(Saved entries)
# # # #

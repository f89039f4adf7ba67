use indoc::indoc;
use scriptdefs_core::{DataType, ScriptConstant, ScriptFunction, ScriptParam, Value, Vector3};

use crate::record::{FallbackSite, constant, data_type, function, param, param_list};

#[test]
fn data_type_reference() {
    assert_eq!(data_type(DataType::ItemProperty), "DataType.ItemProperty");
}

#[test]
fn int_constant() {
    let c = ScriptConstant::new(DataType::Int, "OBJECT_TYPE_CREATURE", 1);
    insta::assert_snapshot!(constant(&c).text, @r#"new ScriptConstant(DataType.Int, "OBJECT_TYPE_CREATURE", 1)"#);
}

#[test]
fn float_constant() {
    let c = ScriptConstant::new(DataType::Float, "DIRECTION_EAST", 0.0);
    insta::assert_snapshot!(constant(&c).text, @r#"new ScriptConstant(DataType.Float, "DIRECTION_EAST", 0.0f)"#);
}

#[test]
fn string_constant_is_escaped() {
    let c = ScriptConstant::new(DataType::String, "QUOTE", "say \"hi\"");
    insta::assert_snapshot!(constant(&c).text, @r#"new ScriptConstant(DataType.String, "QUOTE", "say \"hi\"")"#);
}

#[test]
fn alias_constant() {
    let c = ScriptConstant::new(DataType::Object, "OBJECT_INVALID", "OBJECT_INVALID");
    let out = constant(&c);
    assert_eq!(
        out.text,
        r#"new ScriptConstant(DataType.Object, "OBJECT_INVALID", -1)"#
    );
    assert!(out.fallbacks.is_empty());
}

#[test]
fn constant_fallback_is_reported() {
    let c = ScriptConstant::new(DataType::Effect, "EFFECT_X", 3);
    let out = constant(&c);
    assert_eq!(out.text, r#"new ScriptConstant(DataType.Effect, "EFFECT_X", 3)"#);
    assert_eq!(
        out.fallbacks,
        [FallbackSite {
            record: "EFFECT_X".to_string(),
            datatype: DataType::Effect,
            value: "3".to_string(),
        }]
    );
}

#[test]
fn param_with_default() {
    let p = ScriptParam::new(DataType::Int, "nNth").with_default(1);
    assert_eq!(
        param("GetNearestObject", &p).text,
        r#"new ScriptParam(DataType.Int, "nNth", 1)"#
    );
}

#[test]
fn param_without_default_has_no_trailing_comma() {
    let p = ScriptParam::new(DataType::Int, "nNth");
    assert_eq!(
        param("GetNearestObject", &p).text,
        r#"new ScriptParam(DataType.Int, "nNth")"#
    );
}

#[test]
fn param_alias_default() {
    let p = ScriptParam::new(DataType::Object, "oTarget").with_default("OBJECT_SELF");
    assert_eq!(
        param("GetNearestObject", &p).text,
        r#"new ScriptParam(DataType.Object, "oTarget", 0)"#
    );
}

#[test]
fn param_vector_default() {
    let p = ScriptParam::new(DataType::Vector, "vPos").with_default(Vector3::new(0.0, 0.0, 0.0));
    assert_eq!(
        param("Location", &p).text,
        r#"new ScriptParam(DataType.Vector, "vPos", new Vector3(0.0f, 0.0f, 0.0f))"#
    );
}

#[test]
fn param_fallback_names_function() {
    let p = ScriptParam::new(DataType::Talent, "tTalent").with_default(Value::Int(0));
    let out = param("ActionUseTalent", &p);
    assert_eq!(out.fallbacks[0].record, "ActionUseTalent.tTalent");
}

#[test]
fn param_list_keeps_order() {
    let f = ScriptFunction::new(DataType::Void, "F")
        .param(ScriptParam::new(DataType::Int, "b"))
        .param(ScriptParam::new(DataType::Int, "a"))
        .param(ScriptParam::new(DataType::Int, "c"));
    insta::assert_snapshot!(param_list(&f).text, @r#"new List<ScriptParam> { new ScriptParam(DataType.Int, "b"), new ScriptParam(DataType.Int, "a"), new ScriptParam(DataType.Int, "c") }"#);
}

#[test]
fn empty_param_list() {
    let f = ScriptFunction::new(DataType::Object, "GetFirstPC");
    assert_eq!(param_list(&f).text, "new List<ScriptParam>()");
}

#[test]
fn function_layout() {
    let f = ScriptFunction::new(DataType::Float, "GetDistanceBetween")
        .param(ScriptParam::new(DataType::Object, "oObjectA"))
        .param(ScriptParam::new(DataType::Object, "oObjectB").with_default("OBJECT_SELF"))
        .description("// Get the distance in metres")
        .raw("float GetDistanceBetween(object oObjectA, object oObjectB=OBJECT_SELF);");

    let expected = indoc! {r#"
        new ScriptFunction(
            DataType.Float,
            "GetDistanceBetween",
            new List<ScriptParam> { new ScriptParam(DataType.Object, "oObjectA"), new ScriptParam(DataType.Object, "oObjectB", 0) },
            @"// Get the distance in metres",
            @"float GetDistanceBetween(object oObjectA, object oObjectB=OBJECT_SELF);"
        )"#};
    assert_eq!(function(&f, "").text, expected);
}

#[test]
fn function_indent_applies_to_structural_lines_only() {
    let f = ScriptFunction::new(DataType::Void, "F")
        .description("// line one\n// line two")
        .raw("void F();");

    let out = function(&f, "    ").text;
    let lines: Vec<_> = out.lines().collect();
    assert_eq!(lines[0], "    new ScriptFunction(");
    assert_eq!(lines[1], "        DataType.Void,");
    assert_eq!(lines[4], "        @\"// line one");
    assert_eq!(lines[5], "// line two\",");
    assert_eq!(lines[7], "    )");
}

#[test]
fn function_free_text_uses_verbatim_escaping() {
    let f = ScriptFunction::new(DataType::Void, "SpeakString")
        .description("// Say \"hello\"\r\n// Path: C:\\temp")
        .raw("void SpeakString(string sString);");

    let out = function(&f, "").text;
    assert!(out.contains("@\"// Say \"\"hello\"\"\r\n// Path: C:\\temp\","));
    assert!(!out.contains("\\\""));
    assert!(!out.contains("\\r\\n"));
}

#[test]
fn function_collects_param_fallbacks() {
    let f = ScriptFunction::new(DataType::Void, "F")
        .param(ScriptParam::new(DataType::Event, "e").with_default(1))
        .param(ScriptParam::new(DataType::Int, "n").with_default(2))
        .param(ScriptParam::new(DataType::Action, "a").with_default(3));

    let records: Vec<_> = function(&f, "")
        .fallbacks
        .into_iter()
        .map(|site| site.record)
        .collect();
    assert_eq!(records, ["F.e", "F.a"]);
}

# # # #

Exercise objective:
Copy the entries above exactly, leaving none out.

Final answer:
repository f89039f4adf7ba67
use indoc::indoc;
use scriptdefs_core::{DataType, ScriptConstant, ScriptFunction, ScriptParam, Value, Vector3};

use crate::record::{FallbackSite, constant, data_type, function, param, param_list};

#[test]
fn data_type_reference() {
    assert_eq!(data_type(DataType::ItemProperty), "DataType.ItemProperty");
}

#[test]
fn int_constant() {
    let c = ScriptConstant::new(DataType::Int, "OBJECT_TYPE_CREATURE", 1);
    insta::assert_snapshot!(constant(&c).text, @r#"new ScriptConstant(DataType.Int, "OBJECT_TYPE_CREATURE", 1)"#);
}

#[test]
fn float_constant() {
    let c = ScriptConstant::new(DataType::Float, "DIRECTION_EAST", 0.0);
    insta::assert_snapshot!(constant(&c).text, @r#"new ScriptConstant(DataType.Float, "DIRECTION_EAST", 0.0f)"#);
}

#[test]
fn string_constant_is_escaped() {
    let c = ScriptConstant::new(DataType::String, "QUOTE", "say \"hi\"");
    insta::assert_snapshot!(constant(&c).text, @r#"new ScriptConstant(DataType.String, "QUOTE", "say \"hi\"")"#);
}

#[test]
fn alias_constant() {
    let c = ScriptConstant::new(DataType::Object, "OBJECT_INVALID", "OBJECT_INVALID");
    let out = constant(&c);
    assert_eq!(
        out.text,
        r#"new ScriptConstant(DataType.Object, "OBJECT_INVALID", -1)"#
    );
    assert!(out.fallbacks.is_empty());
}

#[test]
fn constant_fallback_is_reported() {
    let c = ScriptConstant::new(DataType::Effect, "EFFECT_X", 3);
    let out = constant(&c);
    assert_eq!(out.text, r#"new ScriptConstant(DataType.Effect, "EFFECT_X", 3)"#);
    assert_eq!(
        out.fallbacks,
        [FallbackSite {
            record: "EFFECT_X".to_string(),
            datatype: DataType::Effect,
            value: "3".to_string(),
        }]
    );
}

#[test]
fn param_with_default() {
    let p = ScriptParam::new(DataType::Int, "nNth").with_default(1);
    assert_eq!(
        param("GetNearestObject", &p).text,
        r#"new ScriptParam(DataType.Int, "nNth", 1)"#
    );
}

#[test]
fn param_without_default_has_no_trailing_comma() {
    let p = ScriptParam::new(DataType::Int, "nNth");
    assert_eq!(
        param("GetNearestObject", &p).text,
        r#"new ScriptParam(DataType.Int, "nNth")"#
    );
}

#[test]
fn param_alias_default() {
    let p = ScriptParam::new(DataType::Object, "oTarget").with_default("OBJECT_SELF");
    assert_eq!(
        param("GetNearestObject", &p).text,
        r#"new ScriptParam(DataType.Object, "oTarget", 0)"#
    );
}

#[test]
fn param_vector_default() {
    let p = ScriptParam::new(DataType::Vector, "vPos").with_default(Vector3::new(0.0, 0.0, 0.0));
    assert_eq!(
        param("Location", &p).text,
        r#"new ScriptParam(DataType.Vector, "vPos", new Vector3(0.0f, 0.0f, 0.0f))"#
    );
}

#[test]
fn param_fallback_names_function() {
    let p = ScriptParam::new(DataType::Talent, "tTalent").with_default(Value::Int(0));
    let out = param("ActionUseTalent", &p);
    assert_eq!(out.fallbacks[0].record, "ActionUseTalent.tTalent");
}

#[test]
fn param_list_keeps_order() {
    let f = ScriptFunction::new(DataType::Void, "F")
        .param(ScriptParam::new(DataType::Int, "b"))
        .param(ScriptParam::new(DataType::Int, "a"))
        .param(ScriptParam::new(DataType::Int, "c"));
    insta::assert_snapshot!(param_list(&f).text, @r#"new List<ScriptParam> { new ScriptParam(DataType.Int, "b"), new ScriptParam(DataType.Int, "a"), new ScriptParam(DataType.Int, "c") }"#);
}

#[test]
fn empty_param_list() {
    let f = ScriptFunction::new(DataType::Object, "GetFirstPC");
    assert_eq!(param_list(&f).text, "new List<ScriptParam>()");
}

#[test]
fn function_layout() {
    let f = ScriptFunction::new(DataType::Float, "GetDistanceBetween")
        .param(ScriptParam::new(DataType::Object, "oObjectA"))
        .param(ScriptParam::new(DataType::Object, "oObjectB").with_default("OBJECT_SELF"))
        .description("// Get the distance in metres")
        .raw("float GetDistanceBetween(object oObjectA, object oObjectB=OBJECT_SELF);");

    let expected = indoc! {r#"
        new ScriptFunction(
            DataType.Float,
            "GetDistanceBetween",
            new List<ScriptParam> { new ScriptParam(DataType.Object, "oObjectA"), new ScriptParam(DataType.Object, "oObjectB", 0) },
            @"// Get the distance in metres",
            @"float GetDistanceBetween(object oObjectA, object oObjectB=OBJECT_SELF);"
        )"#};
    assert_eq!(function(&f, "").text, expected);
}

#[test]
fn function_indent_applies_to_structural_lines_only() {
    let f = ScriptFunction::new(DataType::Void, "F")
        .description("// line one\n// line two")
        .raw("void F();");

    let out = function(&f, "    ").text;
    let lines: Vec<_> = out.lines().collect();
    assert_eq!(lines[0], "    new ScriptFunction(");
    assert_eq!(lines[1], "        DataType.Void,");
    assert_eq!(lines[4], "        @\"// line one");
    assert_eq!(lines[5], "// line two\",");
    assert_eq!(lines[7], "    )");
}

#[test]
fn function_free_text_uses_verbatim_escaping() {
    let f = ScriptFunction::new(DataType::Void, "SpeakString")
        .description("// Say \"hello\"\r\n// Path: C:\\temp")
        .raw("void SpeakString(string sString);");

    let out = function(&f, "").text;
    assert!(out.contains("@\"// Say \"\"hello\"\"\r\n// Path: C:\\temp\","));
    assert!(!out.contains("\\\""));
    assert!(!out.contains("\\r\\n"));
}

#[test]
fn function_collects_param_fallbacks() {
    let f = ScriptFunction::new(DataType::Void, "F")
        .param(ScriptParam::new(DataType::Event, "e").with_default(1))
        .param(ScriptParam::new(DataType::Int, "n").with_default(2))
        .param(ScriptParam::new(DataType::Action, "a").with_default(3));

    let records: Vec<_> = function(&f, "")
        .fallbacks
        .into_iter()
        .map(|site| site.record)
        .collect();
    assert_eq!(records, ["F.e", "F.a"]);
}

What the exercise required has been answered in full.